Handsome, courageous, tenacious, responsible, and hardworking, Darrel has all of the qualities, but one, that make his brother respect him. He is too hard on himself and others, and this is mirrored in his looks: "He's got eyes that are like two pieces of pale-blue green ice. They've got a determined set to them, like the rest of him. He looks older than twenty—tough, cool, and smart. He would be real handsome if his eyes weren't so cold" (15).

Darrel has had it too tough. His parents were killed when he was young, leaving him in charge. He was not born into a middle-class background, but his burden of responsibility makes him forfeit his college scholarship and dreams for the future. Darrel had liked school, and he could have gone far in life. We receive this impression over and again: He rages when Sodapop calls him "all brawns and no brains." He is irked when he sees the expression on his former buddy's face: "Contempt? Pity? Hate? All three? Why? Because… Paul felt only contempt and pity and hate for greasers?" (150).
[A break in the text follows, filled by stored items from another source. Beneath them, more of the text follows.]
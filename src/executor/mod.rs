//! Command executor module.
//!
//! Runs supervisor tooling as child processes with enforced timeouts.

mod subprocess;

pub use subprocess::{SubprocessBuilder, SubprocessResult};
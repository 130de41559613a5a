//! Servman Daemon - HTTP management plane for single-host services.

use std::env;
use std::process::ExitCode;
use std::sync::Arc;

use tokio::net::TcpListener;
use tracing::{error, info};
use tracing_subscriber::{fmt, layer::SubscriberExt, util::SubscriberInitExt, EnvFilter};

use servman_daemon::config::Settings;
use servman_daemon::control::build_control;
use servman_daemon::host::shutdown_signal;
use servman_daemon::http;
use servman_daemon::manager::Manager;

const VERSION: &str = env!("CARGO_PKG_VERSION");
const NAME: &str = env!("CARGO_PKG_NAME");
const DEFAULT_CONFIG: &str = "/etc/servman/daemon.toml";

fn main() -> ExitCode {
    let args: Vec<String> = env::args().collect();

    if args.iter().any(|a| a == "--help" || a == "-h") {
        print_help();
        return ExitCode::SUCCESS;
    }

    if args.iter().any(|a| a == "--version" || a == "-V") {
        println!("{} {}", NAME, VERSION);
        return ExitCode::SUCCESS;
    }

    let config_path = get_config_path(&args);

    let settings = match Settings::load(&config_path) {
        Ok(s) => s,
        Err(e) => {
            eprintln!("Error loading configuration: {}", e);
            return ExitCode::FAILURE;
        }
    };

    if let Err(e) = init_logging(&settings) {
        eprintln!("Error initializing logging: {}", e);
        return ExitCode::FAILURE;
    }

    info!("Starting {} v{}", NAME, VERSION);
    info!("Configuration loaded from: {}", config_path);
    info!("Installation root: {}", settings.paths.root.display());
    info!("Log level: {}", settings.logging.level);

    let runtime = match tokio::runtime::Runtime::new() {
        Ok(runtime) => runtime,
        Err(e) => {
            error!(error = %e, "Failed to create Tokio runtime");
            return ExitCode::FAILURE;
        }
    };

    match runtime.block_on(async_main(settings)) {
        Ok(()) => ExitCode::SUCCESS,
        Err(e) => {
            error!(error = %e, "Daemon failed");
            ExitCode::FAILURE
        }
    }
}

async fn async_main(settings: Settings) -> Result<(), Box<dyn std::error::Error>> {
    let control = build_control(&settings.control)?;
    let layout = settings.layout();

    let manager = tokio::task::spawn_blocking(move || Manager::load(layout, control)).await??;
    let router = http::router(Arc::new(manager), settings.http_directory());

    let address = format!("{}:{}", settings.http.address, settings.http.port);
    let listener = TcpListener::bind(&address).await?;
    info!(address = %address, ui = %settings.http_directory().display(), "Listening");

    http::serve(listener, router, async {
        shutdown_signal().await;
        info!("Shutdown signal received, draining requests...");
    })
    .await?;

    info!("Daemon stopped");
    Ok(())
}

fn print_help() {
    println!(
        r#"{} {}
Single-host service manager: registry, lifecycle control and upgrades over HTTP.

USAGE:
    {} [OPTIONS]

OPTIONS:
    -c, --config <PATH>    Path to configuration file
                           [default: {}]
    -h, --help             Print help information
    -V, --version          Print version information
"#,
        NAME, VERSION, NAME, DEFAULT_CONFIG
    );
}

fn get_config_path(args: &[String]) -> String {
    for (i, arg) in args.iter().enumerate() {
        if (arg == "--config" || arg == "-c") && i + 1 < args.len() {
            return args[i + 1].clone();
        }
        if let Some(path) = arg.strip_prefix("--config=") {
            return path.to_string();
        }
    }
    DEFAULT_CONFIG.to_string()
}

fn init_logging(settings: &Settings) -> Result<(), Box<dyn std::error::Error>> {
    let env_filter = EnvFilter::try_from_default_env()
        .unwrap_or_else(|_| EnvFilter::new(&settings.logging.level));

    match settings.logging.format.to_lowercase().as_str() {
        "json" => {
            tracing_subscriber::registry()
                .with(env_filter)
                .with(fmt::layer().json())
                .try_init()?;
        }
        _ => {
            tracing_subscriber::registry()
                .with(env_filter)
                .with(fmt::layer().pretty())
                .try_init()?;
        }
    }

    Ok(())
}
//! Upgrade orchestrator.
//!
//! Applies an uploaded zip package to the installation root: discovers
//! which definitions it replaces, stops their running instances, writes
//! the files, restarts the instances and always removes the package.

mod archive;
mod dependencies;
mod orchestrator;

pub use archive::{PackageArchive, PackageEntry};
pub use dependencies::PackageLayout;
pub use orchestrator::{UpgradeReport, UpgradeStage, UpgradeState, Upgrader};
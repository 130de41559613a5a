use tracing::trace;

use crate::error::{DaemonError, DaemonResult, ValidationErrorKind};
use crate::model::{Instance, LibraryRef, LogSpec, LogType};

use super::{LOG_KEEP, LOG_LEVEL, LOG_NAME, LOG_SIZE, LOG_TYPE, SERVICE_CONFIG};

/// Apply an option line to an instance.
pub fn parse(options: &str, instance: &mut Instance) -> DaemonResult<()> {
    parse_into(options, &mut instance.library, &mut instance.log)
}

/// Apply an option line to a library/log pair.
///
/// Tokens are applied in order. On an invalid numeric value the call fails
/// and the offending field keeps its old value, but fields set by earlier
/// tokens stay set.
pub fn parse_into(options: &str, library: &mut LibraryRef, log: &mut LogSpec) -> DaemonResult<()> {
    for token in options.split_whitespace() {
        let Some((key, value)) = token.split_once('=') else {
            continue;
        };

        match key {
            SERVICE_CONFIG => library.config = value.to_string(),
            LOG_NAME => log.name = value.to_string(),
            LOG_LEVEL => log.level = value.to_string(),
            LOG_TYPE => {
                log.kind = LogType::parse(value).ok_or_else(|| DaemonError::Validation {
                    kind: ValidationErrorKind::InvalidLogType {
                        value: value.to_string(),
                    },
                })?;
            }
            LOG_SIZE => {
                log.size = positive(value).ok_or(DaemonError::Validation {
                    kind: ValidationErrorKind::InvalidLogSize,
                })?;
            }
            LOG_KEEP => {
                log.keep = positive(value).ok_or(DaemonError::Validation {
                    kind: ValidationErrorKind::InvalidLogKeep,
                })?;
            }
            _ => trace!(option = %key, "Ignoring option"),
        }
    }

    Ok(())
}

fn positive(value: &str) -> Option<i64> {
    value.parse::<i64>().ok().filter(|n| *n > 0)
}

#[cfg(test)]
mod tests {
    use super::*;
    use crate::model::ServiceStatus;

    fn instance() -> Instance {
        Instance {
            id: "svcA".to_string(),
            name: "a1".to_string(),
            description: String::new(),
            library: LibraryRef::default(),
            log: LogSpec::default(),
            status: ServiceStatus::Unknown,
        }
    }

    #[test]
    fn test_zero_keep_rejected_and_unchanged() {
        let mut inst = instance();
        let result = parse("--log.keep=0", &mut inst);
        assert!(matches!(
            result,
            Err(DaemonError::Validation {
                kind: ValidationErrorKind::InvalidLogKeep
            })
        ));
        assert_eq!(inst.log.keep, 7);
    }

    #[test]
    fn test_keep_and_type_applied() {
        let mut inst = instance();
        parse("--log.keep=30 --log.type=rotate", &mut inst).unwrap();
        assert_eq!(inst.log.keep, 30);
        assert_eq!(inst.log.kind, LogType::Rotate);
    }

    #[test]
    fn test_earlier_tokens_survive_failure() {
        let mut inst = instance();
        let result = parse("--log.level=debug --log.size=abc --log.keep=9", &mut inst);
        assert!(matches!(
            result,
            Err(DaemonError::Validation {
                kind: ValidationErrorKind::InvalidLogSize
            })
        ));
        assert_eq!(inst.log.level, "debug");
        assert_eq!(inst.log.size, 7);
        assert_eq!(inst.log.keep, 7);
    }

    #[test]
    fn test_unknown_and_malformed_tokens_ignored() {
        let mut inst = instance();
        parse(
            "--service.lib=other.so --unknown=1 bare --log.name=svc.log",
            &mut inst,
        )
        .unwrap();
        assert_eq!(inst.library.name, "");
        assert_eq!(inst.log.name, "svc.log");
    }

    #[test]
    fn test_config_override() {
        let mut inst = instance();
        parse("  --service.config=a1.toml\t--log.level=warn ", &mut inst).unwrap();
        assert_eq!(inst.library.config, "a1.toml");
        assert_eq!(inst.log.level, "warn");
    }

    #[test]
    fn test_invalid_log_type() {
        let mut inst = instance();
        let result = parse("--log.type=hourly", &mut inst);
        assert!(matches!(
            result,
            Err(DaemonError::Validation {
                kind: ValidationErrorKind::InvalidLogType { .. }
            })
        ));
        assert_eq!(inst.log.kind, LogType::Daily);
    }
}
//! Lifecycle controller.
//!
//! [`ServiceControl`] is the narrow seam between the registry and the OS
//! service supervisor. The systemd backend drives real units; the memory
//! backend serves dry runs.

mod memory;
mod systemd;
mod traits;

use std::sync::Arc;
use std::time::Duration;

use tracing::info;

use crate::config::ControlConfig;
use crate::error::{DaemonError, DaemonResult};

pub use memory::MemoryControl;
pub use systemd::{parse_active_state, render_unit, SystemdControl};
pub use traits::ServiceControl;

/// Build the backend selected in the configuration.
pub fn build_control(config: &ControlConfig) -> DaemonResult<Arc<dyn ServiceControl>> {
    let control: Arc<dyn ServiceControl> = match config.backend.as_str() {
        "systemd" => Arc::new(SystemdControl::new(
            &config.unit_dir,
            Duration::from_secs(config.timeout_seconds),
        )),
        "memory" => Arc::new(MemoryControl::new()),
        other => {
            return Err(DaemonError::Config {
                message: format!("Unknown control backend '{}'", other),
            })
        }
    };

    info!(backend = control.name(), "Lifecycle controller initialized");
    Ok(control)
}
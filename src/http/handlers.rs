//! Endpoint handlers.
//!
//! Registry work is synchronous and runs on the blocking pool. Malformed
//! form bodies are answered with `code: -1`, never a bare HTTP error.

use std::io;
use std::path::{Path, PathBuf};
use std::sync::Arc;

use axum::extract::multipart::{MultipartError, MultipartRejection};
use axum::extract::rejection::FormRejection;
use axum::extract::{Multipart, State};
use axum::Form;
use serde::Deserialize;
use serde_json::{json, Value};
use tokio::io::AsyncWriteExt;
use tracing::{debug, info, warn};
use uuid::Uuid;

use crate::error::{DaemonError, DaemonResult, PackageErrorKind, ValidationErrorKind};
use crate::manager::Manager;
use crate::registry::{Action, Target};

use super::response::ApiResponse;

const SUCCESS: &str = "success";

/// Form fields shared by all endpoints. Absent fields are empty.
#[derive(Debug, Clone, Default, Deserialize)]
#[serde(default)]
pub struct ServiceForm {
    #[serde(rename = "type")]
    pub target: String,
    pub index: String,
    pub name: String,
    pub option: String,
    pub configuration: String,
    pub action: String,
}

fn required<'a>(param: &str, value: &'a str) -> DaemonResult<&'a str> {
    if value.is_empty() {
        Err(DaemonError::missing_parameter(param))
    } else {
        Ok(value)
    }
}

fn expect_target(value: &str, expected: Target) -> DaemonResult<Target> {
    match Target::parse(value)? {
        target if target == expected => Ok(target),
        _ => Err(DaemonError::Validation {
            kind: ValidationErrorKind::UnknownTarget {
                target: value.to_string(),
            },
        }),
    }
}

async fn blocking<F>(endpoint: &'static str, work: F) -> ApiResponse
where
    F: FnOnce() -> DaemonResult<Value> + Send + 'static,
{
    match tokio::task::spawn_blocking(work).await {
        Ok(Ok(result)) => {
            debug!(endpoint, "Request succeeded");
            ApiResponse::success(result)
        }
        Ok(Err(e)) => {
            warn!(endpoint, error = %e, "Request failed");
            ApiResponse::from(e)
        }
        Err(e) => {
            warn!(endpoint, error = %e, "Request task aborted");
            ApiResponse::failed(format!("Request aborted: {}", e))
        }
    }
}

fn form_or_reject(
    endpoint: &'static str,
    form: Result<Form<ServiceForm>, FormRejection>,
) -> Result<ServiceForm, ApiResponse> {
    match form {
        Ok(Form(form)) => Ok(form),
        Err(rejection) => {
            warn!(endpoint, error = %rejection, "Malformed request body");
            Err(ApiResponse::failed(rejection.body_text()))
        }
    }
}

pub async fn list_services(State(manager): State<Arc<Manager>>) -> ApiResponse {
    blocking("/service/list", move || {
        Ok(Value::Array(manager.list_instances()))
    })
    .await
}

pub async fn list_definitions(State(manager): State<Arc<Manager>>) -> ApiResponse {
    blocking("/definition/list", move || {
        Ok(Value::Array(manager.list_definitions()))
    })
    .await
}

pub async fn get_detail(
    State(manager): State<Arc<Manager>>,
    form: Result<Form<ServiceForm>, FormRejection>,
) -> ApiResponse {
    let form = match form_or_reject("/service/detail/get", form) {
        Ok(form) => form,
        Err(response) => return response,
    };
    blocking("/service/detail/get", move || {
        let target = Target::parse(&form.target)?;
        let index = required("index", &form.index)?;
        manager.get_detail(target, index)
    })
    .await
}

/// Instances are addressed by `name` when present, else by `index`.
pub async fn set_detail(
    State(manager): State<Arc<Manager>>,
    form: Result<Form<ServiceForm>, FormRejection>,
) -> ApiResponse {
    let form = match form_or_reject("/service/detail/set", form) {
        Ok(form) => form,
        Err(response) => return response,
    };
    blocking("/service/detail/set", move || {
        let target = Target::parse(&form.target)?;
        let index = match target {
            Target::Service if !form.name.is_empty() => form.name.as_str(),
            _ => required("index", &form.index)?,
        };
        manager.set_detail(target, index, &form.option, &form.configuration)?;
        Ok(Value::from(SUCCESS))
    })
    .await
}

pub async fn create(
    State(manager): State<Arc<Manager>>,
    form: Result<Form<ServiceForm>, FormRejection>,
) -> ApiResponse {
    let form = match form_or_reject("/service/create", form) {
        Ok(form) => form,
        Err(response) => return response,
    };
    blocking("/service/create", move || {
        expect_target(&form.target, Target::Definition)?;
        let definition = required("index", &form.index)?;
        let name = required("name", &form.name)?;
        manager.create(definition, name, &form.option, &form.configuration)?;
        Ok(Value::from(SUCCESS))
    })
    .await
}

pub async fn delete(
    State(manager): State<Arc<Manager>>,
    form: Result<Form<ServiceForm>, FormRejection>,
) -> ApiResponse {
    let form = match form_or_reject("/service/delete", form) {
        Ok(form) => form,
        Err(response) => return response,
    };
    blocking("/service/delete", move || {
        manager.delete(required("name", &form.name)?)?;
        Ok(Value::from(SUCCESS))
    })
    .await
}

pub async fn control(
    State(manager): State<Arc<Manager>>,
    form: Result<Form<ServiceForm>, FormRejection>,
) -> ApiResponse {
    let form = match form_or_reject("/service/control", form) {
        Ok(form) => form,
        Err(response) => return response,
    };
    blocking("/service/control", move || {
        let action = Action::parse(&form.action)?;
        manager.control(required("name", &form.name)?, action)?;
        Ok(Value::from(SUCCESS))
    })
    .await
}

pub async fn upgrade(State(manager): State<Arc<Manager>>) -> ApiResponse {
    blocking("/service/upgrade", move || {
        let report = manager.upgrade()?;
        info!(
            root = %report.package_root,
            stopped = report.stopped.len(),
            started = report.started.len(),
            files = report.extracted,
            "Upgrade complete"
        );
        Ok(Value::from(SUCCESS))
    })
    .await
}

/// Stage the first multipart field as the upgrade package.
pub async fn upload(
    State(manager): State<Arc<Manager>>,
    multipart: Result<Multipart, MultipartRejection>,
) -> ApiResponse {
    let mut multipart = match multipart {
        Ok(multipart) => multipart,
        Err(rejection) => {
            warn!(endpoint = "/service/upload", error = %rejection, "Malformed upload");
            return ApiResponse::failed(rejection.body_text());
        }
    };

    match receive_package(manager, &mut multipart).await {
        Ok(size) => {
            info!(size, "Upgrade package uploaded");
            ApiResponse::success(json!({ "size": size }))
        }
        Err(e) => {
            warn!(error = %e, "Upgrade package upload failed");
            ApiResponse::from(e)
        }
    }
}

/// Private sibling the upload is streamed into before it is staged.
fn part_path(target: &Path) -> PathBuf {
    let name = format!(
        ".{}.{}.part",
        target.file_name().unwrap_or_default().to_string_lossy(),
        Uuid::new_v4().simple()
    );
    target.with_file_name(name)
}

fn read_error(e: MultipartError) -> DaemonError {
    DaemonError::Package {
        kind: PackageErrorKind::Read {
            message: e.body_text(),
        },
    }
}

async fn receive_package(manager: Arc<Manager>, multipart: &mut Multipart) -> DaemonResult<u64> {
    let part = part_path(&manager.package_path());
    if let Some(parent) = part.parent() {
        tokio::fs::create_dir_all(parent).await?;
    }

    let written = write_first_field(multipart, &part).await;
    let size = match written {
        Ok(Some(size)) => size,
        Ok(None) => {
            let _ = tokio::fs::remove_file(&part).await;
            return Err(DaemonError::missing_parameter("file"));
        }
        Err(e) => {
            let _ = tokio::fs::remove_file(&part).await;
            return Err(e);
        }
    };

    let staged = tokio::task::spawn_blocking(move || manager.stage_package(&part))
        .await
        .map_err(io::Error::other)??;
    debug!(path = %staged.display(), "Upload staged");
    Ok(size)
}

async fn write_first_field(multipart: &mut Multipart, part: &Path) -> DaemonResult<Option<u64>> {
    let mut file = tokio::fs::File::create(part).await?;
    let mut size = None;

    while let Some(mut field) = multipart.next_field().await.map_err(read_error)? {
        if size.is_some() {
            debug!(field = ?field.name(), "Ignoring extra upload field");
            continue;
        }
        let mut total = 0u64;
        while let Some(chunk) = field.chunk().await.map_err(read_error)? {
            file.write_all(&chunk).await?;
            total += chunk.len() as u64;
        }
        size = Some(total);
    }

    file.sync_all().await?;
    Ok(size)
}
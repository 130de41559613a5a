//! Generic service host.
//!
//! The supervisor launches `servman-host <root> --service.lib=... --log.*=...`
//! for every registered instance. The host configures logging from the
//! `log.*` parameters, resolves the module, and drives its lifecycle until
//! a termination signal arrives.

mod args;
pub mod logging;
mod modules;
mod rotate;
mod runner;
mod sample;
mod signal;
mod traits;

pub use args::HostArgs;
pub use modules::{module_key, ModuleFactory, ModuleRegistry};
pub use rotate::RotatingFile;
pub use runner::{resolve_config, run_module, StopEvent};
pub use sample::{HeartbeatConfig, HeartbeatService};
pub use signal::shutdown_signal;
pub use traits::{ManagedService, ServiceContext};
pub const SHEET_TITLE: &str = "Transaction Detail";

pub const DEFAULT_OUTPUT: &str = "sample-data.xlsx";

// 顺序同 HEADERS
pub type FixtureRow = (
    &'static str,
    &'static str,
    &'static str,
    &'static str,
    &'static str,
    &'static str,
    &'static str,
    f64,
    &'static str,
);

pub const HEADERS: [&str; 9] = [
    "Date",
    "Type",
    "Document Number",
    "Name",
    "Account",
    "Department",
    "Class",
    "Amount",
    "Memo",
];

#[rustfmt::skip]
pub const ROWS: [FixtureRow; 24] = [
    ("2024-01-15", "Journal", "JE-2024-001", "Acme Corp", "4000 - Revenue", "Sales", "Product A", 100000.00, "Monthly recurring revenue"),
    ("2024-01-15", "Journal", "JE-2024-002", "Tech Services", "4000 - Revenue", "Sales", "Product B", 50000.00, "Annual subscription"),
    ("2024-01-20", "Bill", "BILL-2024-100", "AWS", "5100 - COGS - Infrastructure", "Engineering", "Product A", 5000.00, "Cloud hosting costs"),
    ("2024-01-20", "Bill", "BILL-2024-101", "Google Cloud", "5100 - COGS - Infrastructure", "Engineering", "Product B", 3000.00, "Infrastructure"),
    ("2024-01-25", "Payroll", "PR-2024-01", "John Doe", "5200 - COGS - Salaries", "Customer Support", "Support", 15000.00, "Customer support salary"),
    ("2024-01-25", "Payroll", "PR-2024-02", "Jane Smith", "5200 - COGS - Salaries", "Customer Support", "Support", 14000.00, "Customer support salary"),
    ("2024-01-30", "Bill", "BILL-2024-102", "Office Supplies Co", "6100 - G&A Expenses", "Finance", "Admin", 500.00, "Office supplies"),
    ("2024-01-30", "Payroll", "PR-2024-03", "Bob Johnson", "6200 - G&A Salaries", "Finance", "Accounting", 12000.00, "Accounting manager salary"),
    ("2024-01-30", "Payroll", "PR-2024-04", "Alice Williams", "6200 - G&A Salaries", "HR", "Human Resources", 11000.00, "HR coordinator salary"),
    ("2024-02-01", "Payroll", "PR-2024-05", "Charlie Brown", "7100 - R&D Salaries", "Engineering", "Product", 18000.00, "Software engineer salary"),
    ("2024-02-01", "Payroll", "PR-2024-06", "Diana Prince", "7100 - R&D Salaries", "Engineering", "Product", 17000.00, "Software engineer salary"),
    ("2024-02-01", "Payroll", "PR-2024-07", "Ethan Hunt", "7100 - R&D Salaries", "Product", "Product Management", 16000.00, "Product manager salary"),
    ("2024-02-05", "Bill", "BILL-2024-103", "GitHub", "7200 - R&D Expenses", "Engineering", "Development", 500.00, "Development tools"),
    ("2024-02-05", "Bill", "BILL-2024-104", "AWS", "7200 - R&D Expenses", "Engineering", "Development", 2000.00, "Development infrastructure"),
    ("2024-02-10", "Payroll", "PR-2024-08", "Frank Castle", "8100 - S&M Salaries", "Sales", "SDR", 8000.00, "SDR base salary"),
    ("2024-02-10", "Payroll", "PR-2024-09", "Grace Hopper", "8100 - S&M Salaries", "Sales", "AE", 10000.00, "Account executive salary"),
    ("2024-02-10", "Payroll", "PR-2024-10", "Henry Ford", "8100 - S&M Salaries", "Marketing", "Marketing", 12000.00, "Marketing manager salary"),
    ("2024-02-10", "Commission", "COMM-2024-01", "Grace Hopper", "8100 - S&M Commission", "Sales", "AE", 5000.00, "Q1 sales commission"),
    ("2024-02-15", "Bill", "BILL-2024-105", "HubSpot", "8200 - S&M Expenses", "Marketing", "Marketing", 3000.00, "Marketing automation"),
    ("2024-02-15", "Bill", "BILL-2024-106", "LinkedIn", "8200 - S&M Expenses", "Marketing", "Advertising", 2000.00, "LinkedIn ads"),
    ("2024-02-20", "Bill", "BILL-2024-107", "Salesforce", "8200 - S&M Expenses", "Sales", "CRM", 1500.00, "CRM subscription"),
    ("2024-02-20", "Bill", "BILL-2024-108", "Wilson Sonsini", "6300 - G&A Legal", "Legal", "Legal Services", 5000.00, "Legal counsel"),
    ("2024-02-25", "Bill", "BILL-2024-109", "WeWork", "6400 - G&A Facilities", "Facilities", "Office", 8000.00, "Office rent"),
    ("2024-02-25", "Bill", "BILL-2024-110", "PG&E", "6400 - G&A Facilities", "Facilities", "Utilities", 1000.00, "Electricity and utilities"),
];

#[cfg(test)]
mod tests {
    use super::*;

    #[test]
    fn amounts_are_non_negative() {
        assert!(ROWS.iter().all(|row| row.7 >= 0.0));
    }

    #[test]
    fn accounts_use_code_dash_name() {
        for row in ROWS {
            let (code, name) = row.4.split_once(" - ").unwrap();
            assert_eq!(code.len(), 4, "{}", row.4);
            assert!(code.chars().all(|c| c.is_ascii_digit()), "{}", row.4);
            assert!(!name.is_empty());
        }
    }

    #[test]
    fn document_numbers_are_unique() {
        let mut seen: Vec<&str> = ROWS.iter().map(|row| row.2).collect();
        seen.sort_unstable();
        seen.dedup();
        assert_eq!(seen.len(), ROWS.len());
    }
}
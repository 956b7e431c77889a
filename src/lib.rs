pub mod builder;
pub mod error;
pub mod fixture;
pub mod readback;

pub use error::FileWriteError;
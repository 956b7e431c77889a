use std::path::PathBuf;

use thiserror::Error;

/// 写出 xlsx 失败：权限不足、目录不存在、磁盘已满，或序列化本身出错。
#[derive(Debug, Error)]
#[error("无法保存文件: {}", .path.display())]
pub struct FileWriteError {
    pub path: PathBuf,
    #[source]
    pub source: umya_spreadsheet::XlsxError,
}
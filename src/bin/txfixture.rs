use tracing_subscriber::EnvFilter;

fn init_logger() {
    let filter = match std::env::var("RUST_LOG").ok() {
        Some(_) => EnvFilter::from_default_env(),
        // 未设置 RUST_LOG 时只输出本 crate 的警告
        None => EnvFilter::new(format!("{}=warn", env!("CARGO_CRATE_NAME"))),
    };

    tracing_subscriber::fmt()
        .with_env_filter(filter)
        .with_writer(std::io::stderr)
        .init();
}

fn main() {
    init_logger();
    if let Err(err) = txfixture::builder::run(std::env::args_os()) {
        eprintln!("生成示例文件时出错: {err:#}");
        std::process::exit(1);
    }
}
Unemotional, aloof, and factual, Darrel is resolved to make it and exhorts Ponyboy never to quit.

Ponyboy recognizes that Darry:

wasn't going to be any hood when he got old. He was going to get somewhere. Living the way we do would only make him more determined to get somewhere. That's why he's better than the rest of us, I thought. He's going somewhere. And I was going to be like him. I wasn't going to live in a lousy neighborhood all my life (ibid.).

Darrel is one of these characters that causes us to admire the greasers more than the Socs and causes us to reflect on social unfairness and prejudice toward the "hoods" of society. Hinton wanted us to understand the greasers. She did a good job by giving us Darry.